An early start from Mazatlan. The relatively clear air was shortlived. Smoke from a thermoelectric plant combined with sea fog caused solar obscura at times.
We were riding on the El espinazo del Diablo described as one of the world's 20 most complex roads. Lots of concentration was required of Dick and Ken. Many switchbacks, stunning scenery and mostly a good road surface but with some unpredictable pockets.
The Mexican government is undertaking a huge roading project in Durango province with 34 bridges like this...
And 38 tunnels over a distance 45 km.
We crossed the Tropic of Cancer for the second time today. The first was when we were asleep on the ferry.
The road wound up these huge escarpments and mesas and along spurs.
We could see far into the distance on both sides of the range at times.
These trucks reminded me of the himalayan trip. The roads are much better here though.
We held back and watched the problem solving as these two very long trucks manouvred around a hairpin bend.

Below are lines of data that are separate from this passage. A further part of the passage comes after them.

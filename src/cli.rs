//! Command-line interface definitions for News Digest.
//!
//! This module defines the CLI arguments and options using the `clap` crate.
//! Most options can also come from environment variables, which `main`
//! seeds from a `.env` file before parsing.

use crate::scrapers::perigon::DEFAULT_BASE_URL;
use crate::summarizer::DEFAULT_SENTENCE_COUNT;
use clap::{Args, Parser, Subcommand};
use std::path::PathBuf;

/// Command-line arguments for the News Digest application.
///
/// # Examples
///
/// ```sh
/// # Pull the last week of articles into the database
/// news_digest import
///
/// # Summarize up to 50 pending articles, 3 sentences each
/// news_digest summarize --limit 50
///
/// # Summarize a local file
/// news_digest text --title "Budget passes" article.txt
/// ```
#[derive(Parser, Debug)]
#[command(author, version, about)]
pub struct Cli {
    /// Path to the SQLite article database
    #[arg(long, env = "DATABASE_PATH", default_value = "articles.db", global = true)]
    pub database: PathBuf,

    #[command(subcommand)]
    pub command: Command,
}

#[derive(Subcommand, Debug)]
pub enum Command {
    /// Import recent articles from the Perigon API
    Import(ImportArgs),
    /// Scrape and summarize articles that have no summary yet
    Summarize(SummarizeArgs),
    /// Summarize a local file (or stdin) and print the result
    Text(TextArgs),
    /// Show how many articles are pending, summarized, or failed
    Status,
}

#[derive(Args, Debug)]
pub struct ImportArgs {
    /// Perigon API key
    #[arg(long, env = "PERIGON_API_KEY", hide_env_values = true)]
    pub api_key: String,

    /// Perigon articles endpoint
    #[arg(long, env = "PERIGON_BASE_URL", default_value = DEFAULT_BASE_URL)]
    pub base_url: String,

    /// How many days back to search
    #[arg(long, default_value_t = 7)]
    pub days: i64,

    /// Articles per request
    #[arg(long, default_value_t = 100)]
    pub page_size: u32,

    /// Article language filter
    #[arg(long, default_value = "en")]
    pub language: String,

    /// Also write the raw API response to this JSON file
    #[arg(long)]
    pub dump: Option<PathBuf>,
}

#[derive(Args, Debug)]
pub struct SummarizeArgs {
    /// Sentences per summary
    #[arg(short, long, env = "SUMMARY_SENTENCES", default_value_t = DEFAULT_SENTENCE_COUNT)]
    pub sentences: usize,

    /// Stop after this many articles
    #[arg(short, long)]
    pub limit: Option<usize>,

    /// Article pages fetched at the same time
    #[arg(short, long, default_value_t = 4)]
    pub concurrency: usize,
}

#[derive(Args, Debug)]
pub struct TextArgs {
    /// Title used for the title-word bonus
    #[arg(short, long, default_value = "")]
    pub title: String,

    /// Sentences in the summary
    #[arg(short, long, env = "SUMMARY_SENTENCES", default_value_t = DEFAULT_SENTENCE_COUNT)]
    pub sentences: usize,

    /// File to read; stdin when omitted
    pub file: Option<PathBuf>,
}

Then beyond Perico we swooped down the new toll road to Durango.
History permeates the city Durango was first settled by spanish in 1548. The cathedral was built in 1699.

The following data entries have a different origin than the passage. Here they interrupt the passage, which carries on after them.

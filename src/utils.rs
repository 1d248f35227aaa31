//! Utility functions for string shortening, secret masking, and whitespace cleanup.
//!
//! This module provides helper functions used throughout the application:
//! - Truncation for log previews and database column limits
//! - Masking of API keys before they reach the logs
//! - Whitespace collapsing for scraped page text

use itertools::Itertools;

/// Truncate a string for logging purposes.
///
/// Long strings are cut to at most `max` bytes (on a character boundary)
/// with an ellipsis and byte count indicator appended.
///
/// # Examples
///
/// ```ignore
/// assert_eq!(truncate_for_log("short", 100), "short");
/// assert_eq!(truncate_for_log(&"a".repeat(500), 10), "aaaaaaaaaa…(+490 bytes)");
/// ```
pub fn truncate_for_log(s: &str, max: usize) -> String {
    if s.len() <= max {
        s.to_string()
    } else {
        let mut end = max;
        while !s.is_char_boundary(end) {
            end -= 1;
        }
        format!("{}…(+{} bytes)", &s[..end], s.len() - end)
    }
}

/// Keep at most `max` characters of `s`.
///
/// Used to fit article URLs into the indexed `url` column.
pub fn truncate_chars(s: &str, max: usize) -> &str {
    match s.char_indices().nth(max) {
        Some((idx, _)) => &s[..idx],
        None => s,
    }
}

/// Show only the first five characters of a secret.
pub fn mask_secret(secret: &str) -> String {
    format!("{}...", truncate_chars(secret, 5))
}

/// Collapse every run of whitespace into a single space and trim the ends.
pub fn collapse_whitespace(s: &str) -> String {
    s.split_whitespace().join(" ")
}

Durango province is a major mining area in Mexico and is second biggest gold and silver producing region in the world.
We went down a mine museum which ran underground in the town square and along for several blocks. At the entry to the mine is a chapel. Apparently every mine here has a chapel. Saint Barbara is the patron saint of the mines.
In Durango 750 tonnes of gold are produced each month, 35,000 tonnes of silver, and also massive amounts of copper, zinc and iron. The major mines are owned by a Canadian company and a Philipine company.
Safe and fast becoming the conventional arrival at our hotel.